Clustering & Dimensionality Reduction¶
Source Code Unsupervised Learning
The following topics are covered:
- Overview of unsupervised learning algorithms in Scikit-learn
- Clustering algorithms: K Means, DBScan, Hierarchical clustering etc.
- Dimensionality reduction (PCA) and manifold learning (t-SNE)
Todo¶
EXERCISE: ~Perform clustering on the Mall customers dataset on Kaggle. Study the segments carefully and report your observations.~
EXERCISE: ~Use t-SNE to visualize the MNIST handwritten digits dataset.~
Infos¶
Cheat Sheet to choose the right model
Unsupervised Learning
Introduction to Unsupervised Learning
Unsupervised machine learning refers to the category of machine learning techniques where models are trained on a dataset without labels. Unsupervised learning is generally use to discover patterns in data and reduce high-dimensional data to fewer dimensions. Here's how unsupervised learning fits into the landscape of machine learning algorithms(source):

Clustering
Clustering is the process of grouping objects from a dataset such that objects in the same group (called a cluster) are more similar (in some sense) to each other than to those in other groups (Wikipedia). Scikit-learn offers several clustering algorithms. You can learn more about them here: https://scikit-learn.org/stable/modules/clustering.html
Here is a full list of unsupervised learning algorithms available in Scikit-learn: https://scikit-learn.org/stable/unsupervised_learning.html
There are several clustering algorithms in Scikit-learn. You can learn more about them and when to use them here: https://scikit-learn.org/stable/modules/clustering.html
Here are some real-world applications of clustering:
- Customer segmentation
- Product recommendation movie recommendation
- Feature engineering
- Anomaly/fraud detection
- Taxonomy creation
Imports¶
import numpy as np
import pandas as pd
import matplotlib.pyplot as plt
import seaborn as sns
from sklearn.datasets import load_iris, load_breast_cancer, load_digits
from sklearn.impute import SimpleImputer
from sklearn.preprocessing import StandardScaler, MinMaxScaler
from sklearn.model_selection import train_test_split
from sklearn.decomposition import PCA
from sklearn.manifold import TSNE
from sklearn.pipeline import Pipeline
from sklearn.cluster import KMeans, DBSCAN, MiniBatchKMeans
%matplotlib inline
plt.style.use("seaborn-v0_8-dark")
Load Dataset¶
X_iris, y_iris = load_iris(return_X_y=True, as_frame=True)
X_iris.head(5)
sepal length (cm) | sepal width (cm) | petal length (cm) | petal width (cm) | |
---|---|---|---|---|
0 | 5.1 | 3.5 | 1.4 | 0.2 |
1 | 4.9 | 3.0 | 1.4 | 0.2 |
2 | 4.7 | 3.2 | 1.3 | 0.2 |
3 | 4.6 | 3.1 | 1.5 | 0.2 |
4 | 5.0 | 3.6 | 1.4 | 0.2 |
Visualize¶
sns.scatterplot(data=X_iris, x="sepal length (cm)", y="petal width (cm)", hue=y_iris, palette="tab10")
plt.show()
sns.heatmap(data=X_iris.corr(), annot=True, cmap="Blues")
plt.show()
We can drop:
- sepal width (cm)
- petal length (cm) higher correlation with sepal length (cm) than petal width (cm)
Preprocess¶
In unsupervised learning, you don't have y_train, y_val, but you still often want to:
Evaluate cluster stability/generalization
Tune parameters (e.g., number of clusters) using only part of the data
For production it's better to split to train, val and test
Impute and Scale
preprocessor = Pipeline([
("imputer", SimpleImputer(strategy="mean")),
("scalar", MinMaxScaler())
])
Split
# X_train, X_val = train_test_split(X_iris, test_size=0.2, random_state=42)
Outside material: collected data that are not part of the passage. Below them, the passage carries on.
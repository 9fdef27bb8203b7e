//! usb-probe
//!
//! Diagnostic tool that opens one USB device by vendor/product ID, detaches
//! any kernel driver bound to the chosen interface, selects a configuration,
//! claims the interface and prints the device descriptor.

mod config;
mod report;

use anyhow::{Context, Result, bail};
use clap::Parser;
use common::{Verbosity, setup_logging};
use descriptor::DeviceIdentifier;
use report::{DeviceStrings, ProbeReport};
use session::{DeviceSession, OpenError, RusbHost, SessionOptions, UsbHost};
use tracing::{debug, info, info_span};

#[derive(Parser, Debug)]
#[command(name = "usb-probe")]
#[command(
    author,
    version,
    about = "Open a USB device, claim an interface and dump its device descriptor"
)]
#[command(long_about = "
Opens the first attached USB device matching VID:PID, detaches a kernel driver
bound to the chosen interface, selects the configuration, claims the interface
and reads back the 18-byte device descriptor.

EXAMPLES:
    # Probe the device named in the configuration file
    usb-probe

    # Probe a specific device, interface 1, configuration 1
    usb-probe --device 1a86:7523 --interface 1

    # Hand the interface back to the kernel driver afterwards
    usb-probe --device 046d:0a45 --reattach

    # List attached devices
    usb-probe --list

    # Show every step, including the raw descriptor bytes
    usb-probe --debug

CONFIGURATION:
    The probe looks for configuration files in the following order:
    1. Path specified with --config
    2. ~/.config/usb-probe/probe.toml
    3. /etc/usb-probe/probe.toml
    4. Built-in defaults
")]
struct Args {
    /// Device to probe as VID:PID in hex (e.g. 046d:0a45)
    #[arg(short, long, value_name = "VID:PID")]
    device: Option<DeviceIdentifier>,

    /// Interface number to claim
    #[arg(short, long, value_name = "N")]
    interface: Option<u8>,

    /// Configuration value to select
    #[arg(long, value_name = "N")]
    configuration: Option<u8>,

    /// Re-attach the kernel driver when done
    #[arg(long)]
    reattach: bool,

    /// List attached USB devices and exit
    #[arg(long)]
    list: bool,

    /// Print the report as JSON
    #[arg(long)]
    json: bool,

    /// Report each step of the session
    #[arg(short, long)]
    verbose: bool,

    /// Report everything, including the raw descriptor
    #[arg(long)]
    debug: bool,

    /// Log level (trace, debug, info, warn, error); overrides --verbose and --debug
    #[arg(short, long, value_name = "LEVEL")]
    log_level: Option<String>,

    /// Path to configuration file
    #[arg(short, long, value_name = "PATH")]
    config: Option<std::path::PathBuf>,

    /// Save default configuration to default location and exit
    #[arg(long)]
    save_config: bool,
}

fn main() -> Result<()> {
    let args = Args::parse();

    // Handle --save-config flag early (before loading config)
    if args.save_config {
        let config = config::ProbeConfig::default();
        let path = config::ProbeConfig::default_path();
        config.save(&path).context("Failed to save configuration")?;
        println!("Configuration saved to: {}", path.display());
        return Ok(());
    }

    let config = if let Some(ref path) = args.config {
        config::ProbeConfig::load(Some(config::expand_path(path)))
            .context("Failed to load configuration")?
    } else {
        config::ProbeConfig::load_or_default()
    };

    // --log-level beats -v/--debug, which beat the config file
    let verbosity = Verbosity::from_flags(args.verbose, args.debug);
    let log_level = match (&args.log_level, verbosity) {
        (Some(level), _) => level.as_str(),
        (None, Verbosity::Quiet) => config.probe.log_level.as_str(),
        (None, v) => v.filter(),
    };

    setup_logging(log_level).context("Failed to setup logging")?;
    debug!("usb-probe v{}, log level {}", env!("CARGO_PKG_VERSION"), log_level);

    let host = RusbHost::with_log_level(config.usb.log_level())
        .context("Failed to initialise libusb")?;

    if args.list {
        return list_devices_mode(&host);
    }

    let identifier = match args.device {
        Some(id) => id,
        None => config.device.identifier()?,
    };
    let interface = args.interface.unwrap_or(config.device.interface);
    let configuration = args.configuration.unwrap_or(config.device.configuration);
    let reattach = args.reattach || config.device.reattach_kernel_driver;

    let report = probe(&host, identifier, interface, configuration, reattach)?;

    if args.json {
        println!("{}", report.to_json().context("Failed to serialize report")?);
    } else {
        println!("{}", report);
    }

    Ok(())
}

/// List USB devices and exit
fn list_devices_mode(host: &impl UsbHost) -> Result<()> {
    info!("Listing USB devices...");

    let devices = host.list_devices().context("Failed to list USB devices")?;
    println!("{}", report::render_listing(&devices));

    Ok(())
}

/// Run one open, prepare, read, close sequence
fn probe<T: UsbHost>(
    host: &T,
    identifier: DeviceIdentifier,
    interface: u8,
    configuration: u8,
    reattach: bool,
) -> Result<ProbeReport> {
    let options = SessionOptions::default()
        .restore_kernel_driver(reattach)
        .span(info_span!("probe", device = %identifier));

    let mut session = match DeviceSession::open_with(host, identifier, options) {
        Ok(session) => session,
        Err(OpenError::NotFound(id)) => {
            bail!("Couldn't open device [{}]: no such device attached", id)
        }
        Err(e) => return Err(e).context("Failed to open device"),
    };

    session
        .prepare(interface, configuration)
        .context("Failed to prepare device")?;

    let descriptor = session
        .read_device_descriptor()
        .context("Failed to read device descriptor")?;
    let strings = DeviceStrings::read(&session, &descriptor);

    let kernel_driver_detached = session.kernel_driver_was_attached();
    let location = session.location();
    session.close();

    Ok(ProbeReport {
        identifier,
        location,
        interface,
        configuration,
        kernel_driver_detached,
        descriptor,
        strings,
    })
}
# X_train.shape, X_val.shape
# preprocessor.fit(X_train)
# X_train = preprocessor.transform(X_train)
# X_val = preprocessor.transform(X_val)
# X_train = pd.DataFrame(X_train, columns=X_iris.columns)
# X_val = pd.DataFrame(X_val, columns=X_iris.columns)
Without Split
X_train = pd.DataFrame(preprocessor.fit_transform(X_iris), columns=X_iris.columns)
X_train.head(2)
sepal length (cm) | sepal width (cm) | petal length (cm) | petal width (cm) | |
---|---|---|---|---|
0 | 0.222222 | 0.625000 | 0.067797 | 0.041667 |
1 | 0.166667 | 0.416667 | 0.067797 | 0.041667 |
K-Means¶
The K-means algorithm attempts to classify objects into a pre-determined number of clusters by finding optimal central points (called centroids) for each cluster. Each object is classifed as belonging the cluster represented by the closest centroid.

Here's how the K-means algorithm works:
- Pick K random objects as the initial cluster centers.
- Classify each object into the cluster whose center is closest to the point.
- For each cluster of classified objects, compute the centroid (mean).
- Now reclassify each object using the centroids as cluster centers.
- Calculate the total variance of the clusters (this is the measure of goodness).
- Repeat steps 1 to 6 a few more times and pick the cluster centers with the lowest total variance.
Variance is a measurement of the spread between numbers in a data set.
Low Variance means that points are close together.
Here's a video showing the above steps: https://www.youtube.com/watch?v=4b5d3muPQmA
model = KMeans(n_clusters=3, random_state=42)
model.fit(X_train)
KMeans(n_clusters=3, random_state=42)In a Jupyter environment, please rerun this cell to show the HTML representation or trust the notebook.
On GitHub, the HTML representation is unable to render, please try loading this page with nbviewer.org.
KMeans(n_clusters=3, random_state=42)
We can check the cluster centers for each cluster.
model.cluster_centers_
array([[0.66773504, 0.44310897, 0.7571708 , 0.78205128], [0.19611111, 0.595 , 0.07830508, 0.06083333], [0.41203704, 0.27690972, 0.55896893, 0.52083333]])
preds = model.predict(X_train)
fig, axes = plt.subplots(ncols=2, figsize=(12, 4))
sns.scatterplot(data=X_iris, x="sepal length (cm)", y="petal width (cm)", hue=y_iris, palette="tab10", ax=axes[0])
axes[0].set_title("Orig")
sns.scatterplot(data=X_train, x="sepal length (cm)", y="petal width (cm)", hue=preds, palette="tab10", ax=axes[1])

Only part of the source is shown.